Aku apa adanya, seperti apa yang kau lihat sayangku.
-lirihJika bukan dirinya, memang siapa lagi yang bisa meyakinkan hati sang pujaan hati? Tentang seberapa besar perjuangannya dan sebesar apa ia mencintai dirinya sendiri. Hilir mudik silih berganti, mobil, motor, angkutan kota, dan beberapa kendaraan roda dua melewati mereka tanpa permisi. Menggerus ketenangan jalan raya dan menimbulkan kebisingan yang khas. Namun, di sekitar ia dan Anya hanya terdengar deru napas yang saling bersahut-sahutan.
"Kamu tuh keras kepalanya na'udzubillah ya, aku udah bilang sama kamu jangan bohong ke aku! Sekarang jujur, kamu pasti capek 'kan sama semuanya?"
Pertanyaan itu memang cukup untuk membuatnya jujur. Namun, Elvan bukanlah manusia yang mudah tergoda untuk mengungkapkan isi hati, hanya karena dia adalah sang kekasih hatinya. Ia tidak seperti itu dan mungkin Anya perlu membujuknya lebih kuat. Sesaat, pikirannya memang begitu, tetapi tak berselang lama pernyataan yang serupa bujukan membuat imannya terkoyak. Seiring berjalannya waktu, apa-apa yang dilakukan dan dinyatakan oleh Anya terasa benar baginya.
"Ingat El, aku nggak akan tahan kamu di samping aku. Tapi, aku juga nggak suka kalau kamu sama cewek lain, aku tau Karina lagi deket sama kamu"
Baru saja ia ingin mengeluarkan pendapat, gadis itu lebih dulu menahannya dengan sebuah pernyataan yang lagi-lagi membuat Elvan tak kuasa menahan diri.

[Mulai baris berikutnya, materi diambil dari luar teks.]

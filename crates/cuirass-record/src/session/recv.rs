//! Receive path: header validation, decryption, replay filtering, and
//! routing into the typed buffers.

use rand_core::{CryptoRng, RngCore};

use crate::buffers::Packet;
use crate::config::Role;
use crate::epoch::EpochRel;
use crate::error::RecordError;
use crate::protect;
use crate::session::Session;
use crate::transport::Transport;
use crate::wire::{
    self, ContentType, MAX_EMPTY_RECORDS, ProtocolVersion, RecordHeader, alert, handshake,
};

/// What a routed record did to the session.
enum Route {
    /// The record landed in a typed buffer (possibly not the caller's).
    Delivered,
    /// The record was consumed internally; read another one.
    Continue,
}
//! Record-layer error taxonomy.
//!
//! Every public operation returns `Result<_, RecordError>`. The split that
//! matters operationally is [`RecordError::is_fatal`]: non-fatal errors leave
//! the session state untouched and the caller retries with identical
//! arguments; fatal errors flip the session-invalid flag checked at the top
//! of every entry point.

use cuirass_crypto::CryptoError;
use thiserror::Error;

use crate::transport::TransportError;
use crate::wire::alert;

#[derive(Debug, Error, Clone, Copy, PartialEq, Eq)]
pub enum RecordError {
    // -- transient ---------------------------------------------------------
    /// The transport cannot make progress right now; retry the same call.
    #[error("operation would block")]
    WouldBlock,
    /// The transport was interrupted; retry the same call.
    #[error("operation interrupted")]
    Interrupted,
    /// The per-call receive deadline or the DTLS total timeout expired.
    #[error("timed out")]
    Timeout,
    /// More consecutive empty records than the anti-exhaustion cap allows.
    #[error("too many empty records")]
    TooManyEmptyRecords,

    // -- framing -----------------------------------------------------------
    #[error("unexpected packet length")]
    UnexpectedPacketLength,
    #[error("unsupported record version")]
    UnsupportedVersion,
    #[error("record overflow")]
    RecordOverflow,
    #[error("unexpected packet")]
    UnexpectedPacket,
    /// DTLS payload exceeds the data MTU.
    #[error("packet too large for a datagram")]
    LargePacket,
    /// Transport closed mid-record without a close_notify.
    #[error("premature termination")]
    PrematureTermination,

    // -- cryptographic -----------------------------------------------------
    /// AEAD tag, MAC, or padding verification failed. Deliberately uniform.
    #[error("decryption failed")]
    DecryptionFailed,
    #[error("encryption failed")]
    EncryptionFailed,
    #[error("bad cookie")]
    BadCookie,

    // -- state -------------------------------------------------------------
    /// API misuse: uninitialized epoch, out-of-range argument, wrong role.
    #[error("invalid request")]
    InvalidRequest,
    /// The session was invalidated by an earlier fatal error.
    #[error("session is invalid")]
    InvalidSession,
    #[error("operation unavailable until the handshake completes")]
    UnavailableDuringHandshake,
    /// The peer asked for a new handshake; policy belongs to the caller.
    #[error("rehandshake requested by peer")]
    Rehandshake,
    /// Application data arrived while a handshake message was expected.
    #[error("application data received during handshake")]
    GotApplicationData,
    #[error("record sequence limit reached")]
    RecordLimitReached,
    /// No early data was received (or the suite forbids it).
    #[error("requested data not available")]
    NotAvailable,
    #[error("unsupported algorithm")]
    UnsupportedAlgorithm,

    // -- fatal-session -----------------------------------------------------
    #[error("internal error")]
    InternalError,
    #[error("warning alert received ({0})")]
    WarningAlert(u8),
    #[error("fatal alert received ({0})")]
    FatalAlert(u8),
    #[error("transport push failed")]
    PushError,
    #[error("transport pull failed")]
    PullError,
}

impl RecordError {
    /// Whether this error invalidates the session.
    ///
    /// Non-fatal errors never alter session state; a subsequent call with
    /// the same arguments resumes where the previous one stopped.
    pub fn is_fatal(self) -> bool {
        !matches!(
            self,
            RecordError::WouldBlock
                | RecordError::Interrupted
                | RecordError::Timeout
                | RecordError::Rehandshake
                | RecordError::GotApplicationData
                | RecordError::WarningAlert(_)
                | RecordError::NotAvailable
                | RecordError::LargePacket
                | RecordError::InvalidRequest
                | RecordError::UnavailableDuringHandshake
                | RecordError::BadCookie
        )
    }

    /// The alert description a peer should see for this failure, if any.
    /// Values are the stable on-the-wire codes.
    pub fn to_alert(self) -> Option<u8> {
        match self {
            RecordError::DecryptionFailed => Some(alert::BAD_RECORD_MAC),
            RecordError::RecordOverflow => Some(alert::RECORD_OVERFLOW),
            RecordError::UnexpectedPacket | RecordError::GotApplicationData => {
                Some(alert::UNEXPECTED_MESSAGE)
            }
            RecordError::UnexpectedPacketLength => Some(alert::DECODE_ERROR),
            RecordError::UnsupportedVersion => Some(alert::PROTOCOL_VERSION),
            RecordError::RecordLimitReached
            | RecordError::InternalError
            | RecordError::EncryptionFailed
            | RecordError::TooManyEmptyRecords => Some(alert::INTERNAL_ERROR),
            RecordError::Rehandshake => Some(alert::NO_RENEGOTIATION),
            _ => None,
        }
    }
}

impl From<CryptoError> for RecordError {
    fn from(e: CryptoError) -> Self {
        match e {
            CryptoError::InvalidRequest => RecordError::InvalidRequest,
            CryptoError::AuthenticationFailure => RecordError::DecryptionFailed,
            CryptoError::InternalError => RecordError::InternalError,
        }
    }
}

impl From<TransportError> for RecordError {
    fn from(e: TransportError) -> Self {
        match e {
            TransportError::WouldBlock => RecordError::WouldBlock,
            TransportError::Interrupted => RecordError::Interrupted,
            TransportError::Closed => RecordError::PrematureTermination,
            TransportError::Failed => RecordError::PullError,
        }
    }
}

"Kamu tau, arti dari kalung yang kamu pake sama gelang yang kamu kasih? Kita bisa bertukar pikiran, perasaan, dan saling jujur satu sama lain. Dengan kata lain, aku sama kamu itu udah bukan lagi orang asing El. Kita sama-sama saling merasa, saling sayang, lantas apa lagi yang kamu tunggu buat jujur barang setitik aja ke aku?"
Entah kenapa Anya tiba-tiba saja jadi pujangga yang menyukai keindahan kata-kata. Menurutnya, jika ingin membuat anak seperti Elvan mengerti, bukan dengan cara kekerasan atau fisik; hal sederhana dan kalimat indah yang dapat membuatnya jujur. Menjadi diri sendiri itu mudah, tapi tidak semua orang bisa melakukannya.

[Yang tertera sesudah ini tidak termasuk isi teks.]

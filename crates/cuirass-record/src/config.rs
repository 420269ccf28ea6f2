//! Session role and tunables.

use crate::wire::{DEFAULT_MAX_RECORD_SIZE, ProtocolVersion};

#[derive(Debug, Clone, Copy, PartialEq, Eq)]
pub enum Role {
    Client,
    Server,
}

/// Record-layer configuration. Everything here is fixed at session creation
/// except the timeouts and MTU, which have setters on the session.
#[derive(Debug, Clone)]
pub struct Config {
    pub role: Role,
    pub version: ProtocolVersion,

    /// Largest plaintext fragment we will produce.
    pub max_record_send_size: usize,
    /// Largest decrypted record we will accept.
    pub max_record_recv_size: usize,
    /// 0-RTT budget, counted on both the presend and receive sides.
    pub max_early_data_size: usize,

    /// Force the TLS 1.3 inner-type scan to walk the whole buffer.
    pub safe_padding: bool,
    /// Schedule an automatic KeyUpdate after 2^24 records on one key.
    pub auto_rekey: bool,
    /// DTLS anti-replay window; disabling accepts duplicates.
    pub replay_protection: bool,
    /// Never sleep in the transport; surface `WouldBlock` instead.
    pub nonblock: bool,

    /// DTLS path MTU (link layer budget for one datagram).
    pub mtu: usize,
    /// Initial DTLS retransmission timeout; doubles per retransmit.
    pub retrans_timeout_ms: u32,
    /// DTLS handshake abort envelope.
    pub total_timeout_ms: u32,
    /// Per-call receive deadline; 0 = none, `INDEFINITE_TIMEOUT` = forever.
    pub record_timeout_ms: u32,
}

/// Default DTLS MTU, conservative for tunneled paths.
pub const DEFAULT_MTU: usize = 1200;

/// RFC 6347 recommends 1 s initial retransmit, 60 s give-up.
pub const DEFAULT_RETRANS_TIMEOUT_MS: u32 = 1000;
pub const DEFAULT_TOTAL_TIMEOUT_MS: u32 = 60000;

/// Retransmission timeout cap for the exponential backoff.
pub const MAX_DTLS_TIMEOUT_MS: u32 = 60000;

impl Config {
    pub fn new(role: Role, version: ProtocolVersion) -> Self {
        Config {
            role,
            version,
            max_record_send_size: DEFAULT_MAX_RECORD_SIZE,
            max_record_recv_size: DEFAULT_MAX_RECORD_SIZE,
            max_early_data_size: 16384,
            safe_padding: true,
            auto_rekey: true,
            replay_protection: true,
            nonblock: false,
            mtu: DEFAULT_MTU,
            retrans_timeout_ms: DEFAULT_RETRANS_TIMEOUT_MS,
            total_timeout_ms: DEFAULT_TOTAL_TIMEOUT_MS,
            record_timeout_ms: 0,
        }
    }
}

"Jadi diri kamu sendiri, setidaknya saat bareng aku El, aku mohon...." ini baru pertama kalinya bagi Elvan. Mendengar seseorang memohon kepadanya seperti orang yang takut kehilangan.
Kepalanya yang menunduk, ia tegakkan kembali dan mengusap kepala gadisnya.

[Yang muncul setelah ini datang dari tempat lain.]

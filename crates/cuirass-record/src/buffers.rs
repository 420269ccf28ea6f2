//! Record-sized message buffers and the typed queues between the I/O loop
//! and the application.

use std::collections::VecDeque;

// ---------------------------------------------------------------------------
// Outbound message buffer
// ---------------------------------------------------------------------------

/// One wire record (header + protected payload) waiting to be pushed.
#[derive(Debug, Clone)]
pub struct MessageBuffer {
    /// Complete record bytes: header then ciphertext.
    pub data: Vec<u8>,
    /// Bytes already accepted by the transport (partial-write resume point).
    pub off: usize,
    /// Epoch whose refcount this buffer pins until flushed.
    pub epoch: u16,
}

impl MessageBuffer {
    pub fn remaining(&self) -> &[u8] {
        &self.data[self.off..]
    }

    pub fn len(&self) -> usize {
        self.data.len()
    }

    pub fn is_empty(&self) -> bool {
        self.data.is_empty()
    }
}

/// FIFO of records pending transmission. Mirrors the classic
/// "record send buffer": encryption happened already, only transport
/// progress is outstanding.
#[derive(Debug, Default)]
pub struct SendQueue {
    queue: VecDeque<MessageBuffer>,
    byte_length: usize,
}

impl SendQueue {
    pub fn push(&mut self, buf: MessageBuffer) {
        self.byte_length += buf.data.len() - buf.off;
        self.queue.push_back(buf);
    }

    pub fn front_mut(&mut self) -> Option<&mut MessageBuffer> {
        self.queue.front_mut()
    }

    pub fn pop_front(&mut self) -> Option<MessageBuffer> {
        let buf = self.queue.pop_front()?;
        self.byte_length -= buf.data.len() - buf.off;
        Some(buf)
    }

    /// Note `n` more bytes of the front buffer were accepted.
    pub fn advance_front(&mut self, n: usize) {
        if let Some(front) = self.queue.front_mut() {
            front.off += n;
            self.byte_length -= n;
        }
    }

    /// Drop everything, returning the byte count discarded and the epochs
    /// the dropped buffers were pinning.
    pub fn clear(&mut self) -> (usize, Vec<u16>) {
        let bytes = self.byte_length;
        let epochs = self.queue.iter().map(|b| b.epoch).collect();
        self.queue.clear();
        self.byte_length = 0;
        (bytes, epochs)
    }

    pub fn byte_length(&self) -> usize {
        self.byte_length
    }

    pub fn is_empty(&self) -> bool {
        self.queue.is_empty()
    }
}

// ---------------------------------------------------------------------------
// Inbound typed buffers
// ---------------------------------------------------------------------------

/// One decrypted record as delivered to a typed buffer.
#[derive(Debug, Clone)]
pub struct Packet {
    pub data: Vec<u8>,
    /// Record sequence number, big-endian order as it appeared on the wire
    /// (DTLS: includes the epoch in the top 16 bits).
    pub sequence: u64,
}

/// Per-content-type receive queue. `recv` drains bytes across packet
/// boundaries; `recv_packet` pops whole packets.
#[derive(Debug, Default)]
pub struct DataBuffer {
    packets: VecDeque<Packet>,
    byte_length: usize,
}

impl DataBuffer {
    pub fn push(&mut self, data: Vec<u8>, sequence: u64) {
        self.byte_length += data.len();
        self.packets.push_back(Packet { data, sequence });
    }

    /// Copy up to `out.len()` bytes into `out`, consuming partial packets,
    /// and return the count plus the sequence of the first packet touched.
    pub fn read_bytes(&mut self, out: &mut [u8]) -> (usize, Option<u64>) {
        let mut copied = 0;
        let mut first_seq = None;
        while copied < out.len() {
            let Some(front) = self.packets.front_mut() else {
                break;
            };
            if first_seq.is_none() {
                first_seq = Some(front.sequence);
            }
            let n = (out.len() - copied).min(front.data.len());
            out[copied..copied + n].copy_from_slice(&front.data[..n]);
            front.data.drain(..n);
            copied += n;
            self.byte_length -= n;
            if front.data.is_empty() {
                self.packets.pop_front();
            }
        }
        (copied, first_seq)
    }

    pub fn pop_packet(&mut self) -> Option<Packet> {
        let p = self.packets.pop_front()?;
        self.byte_length -= p.data.len();
        Some(p)
    }

    pub fn byte_length(&self) -> usize {
        self.byte_length
    }

    pub fn is_empty(&self) -> bool {
        self.packets.is_empty()
    }

    pub fn clear(&mut self) {
        self.packets.clear();
        self.byte_length = 0;
    }
}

"Aku berusaha kuat," katanya, "Aku tau kamu kuat, tapi kamu boleh kok lemah di depan Tuhan dan para manusia yang sayang ke kamu" sahut Anya tak ingin kalah.
"Bukannya, justru karena kita sayang pada mereka. Kita jadi tidak ingin menyakiti atau bahkan sampai membuat mereka khawatir?"
Anya tertawa di sela-sela air matanya yang siap untuk jatuh bebas. Sedangkan lelaki di sampingnya hanya terdiam sembari memperhatikan siluet indah milik Anya terpancar jelas. Langit jingga hari ini tampak tak berarti apa-apa baginya, kupu-kupu yang terbang, atau suara knalpot yang sesekali terdengar melewati jalan. Anya justru lebih mengagumkan daripada itu semua.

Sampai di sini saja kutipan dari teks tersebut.